Mas o banco já trabalha para adotar o blockchain em mais casos. É o que afirma Igor Freitas, superintendente do Itaú: “É a partir da criação de novos modelos de negócios que o cliente poderá sentir os benefícios do uso do blockchain. O blockchain é um meio, não um fim”. O banco Santander também conta com um sistema internacional de pagamentos baseado em blockchain. O serviço é chamado de One Pay FX e permite o envio de libras esterlinas do Brasil ao Reino Unido. Ele é mais ágil do que os modelos tradicionais, chegando ao destino em menos de um dia, em vez de demorar dois dias, e permite que o consumidor saiba a quantia exata que será depositada.

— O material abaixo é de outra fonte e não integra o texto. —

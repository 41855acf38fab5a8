//! Value objects of the room domain.

use std::fmt;

use serde::Serialize;
use uuid::Uuid;

use super::error::ValueObjectError;

/// Opaque token identifying a room.
#[derive(Debug, Clone, PartialEq, Eq, Hash, PartialOrd, Ord, Serialize)]
pub struct RoomId(String);

impl RoomId {
    pub const MAX_LEN: usize = 128;

    pub fn new(value: String) -> Result<Self, ValueObjectError> {
        if value.trim().is_empty() {
            return Err(ValueObjectError::RoomIdEmpty);
        }
        let len = value.chars().count();
        if len > Self::MAX_LEN {
            return Err(ValueObjectError::RoomIdTooLong(len));
        }
        Ok(Self(value))
    }

    pub fn as_str(&self) -> &str {
        &self.0
    }

    pub fn into_string(self) -> String {
        self.0
    }
}

impl TryFrom<String> for RoomId {
    type Error = ValueObjectError;

    fn try_from(value: String) -> Result<Self, Self::Error> {
        Self::new(value)
    }
}

impl fmt::Display for RoomId {
    fn fmt(&self, f: &mut fmt::Formatter<'_>) -> fmt::Result {
        f.write_str(&self.0)
    }
}

/// Display name of a peer. Several connections may share one name.
#[derive(Debug, Clone, PartialEq, Eq, Hash, Serialize)]
pub struct DisplayName(String);

impl DisplayName {
    pub const MAX_LEN: usize = 64;

    pub fn new(value: String) -> Result<Self, ValueObjectError> {
        if value.trim().is_empty() {
            return Err(ValueObjectError::DisplayNameEmpty);
        }
        let len = value.chars().count();
        if len > Self::MAX_LEN {
            return Err(ValueObjectError::DisplayNameTooLong(len));
        }
        Ok(Self(value))
    }

    pub fn as_str(&self) -> &str {
        &self.0
    }

    pub fn into_string(self) -> String {
        self.0
    }
}

impl TryFrom<String> for DisplayName {
    type Error = ValueObjectError;

    fn try_from(value: String) -> Result<Self, Self::Error> {
        Self::new(value)
    }
}

impl fmt::Display for DisplayName {
    fn fmt(&self, f: &mut fmt::Formatter<'_>) -> fmt::Result {
        f.write_str(&self.0)
    }
}

/// Identity of one live connection, assigned when the socket is accepted.
#[derive(Debug, Clone, Copy, PartialEq, Eq, Hash, Serialize)]
pub struct ConnectionId(Uuid);

impl ConnectionId {
    pub fn generate() -> Self {
        Self(Uuid::new_v4())
    }
}

impl fmt::Display for ConnectionId {
    fn fmt(&self, f: &mut fmt::Formatter<'_>) -> fmt::Result {
        write!(f, "{}", self.0)
    }
}

/// Unix timestamp in milliseconds.
#[derive(Debug, Clone, Copy, PartialEq, Eq, PartialOrd, Ord, Serialize)]
pub struct Timestamp(i64);

impl Timestamp {
    pub fn new(value: i64) -> Self {
        Self(value)
    }

    pub fn value(&self) -> i64 {
        self.0
    }
}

Pagamento com bitcoin em um café em Singapura: apesar de disruptivo, o uso das moedas digitais não decolou no mundo | Edgar Su/Reuters

Banido em países como Colômbia, China e Vietnã, o bitcoin tem problemas claros para se tornar a moeda digital global. A nova libra também já enfrenta obstáculos. A França lidera uma força-tarefa do G7 (grupo de países mais ricos do mundo) para avaliar como os bancos centrais vão garantir que as criptomoedas sejam reguladas, de modo a evitar problemas de lavagem de dinheiro e roubo de dados. Para que a libra se torne uma moeda digital global, o Facebook e seus associados precisam convencer os usuários de que ela é digna de confiança, estável, fácil de usar e segura. Ben Mezrich, autor do livro Bitcoin Billionaires (“Bilionários do bitcoin”, numa tradução livre), vê com preocupação o fato de algumas empresas serem responsáveis por uma moeda. “É animador por se tratar do futuro do dinheiro, mas também é assustador porque a iniciativa da libra é lançada e guiada por uma empresa e uma pessoa nas quais não confiamos mais nem para manter nossos dados pessoais”, diz Mezrich.

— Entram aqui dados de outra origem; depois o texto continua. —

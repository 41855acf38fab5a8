//! Utilities shared by the Zashiki server and client.

pub mod logger;
pub mod time;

A libra só deverá chegar no ano que vem. Enquanto isso, há uma nova euforia com o bitcoin. Seu valor aumentou mais de 50% em junho, depois do anúncio da libra. Os especialistas estão céticos em relação ao sucesso da iniciativa de pagamentos das empresas. Mas, se der certo, a libra poderá se tornar não só a criptomoeda dominante mas também uma moeda digital global — e mais estável do que o bitcoin.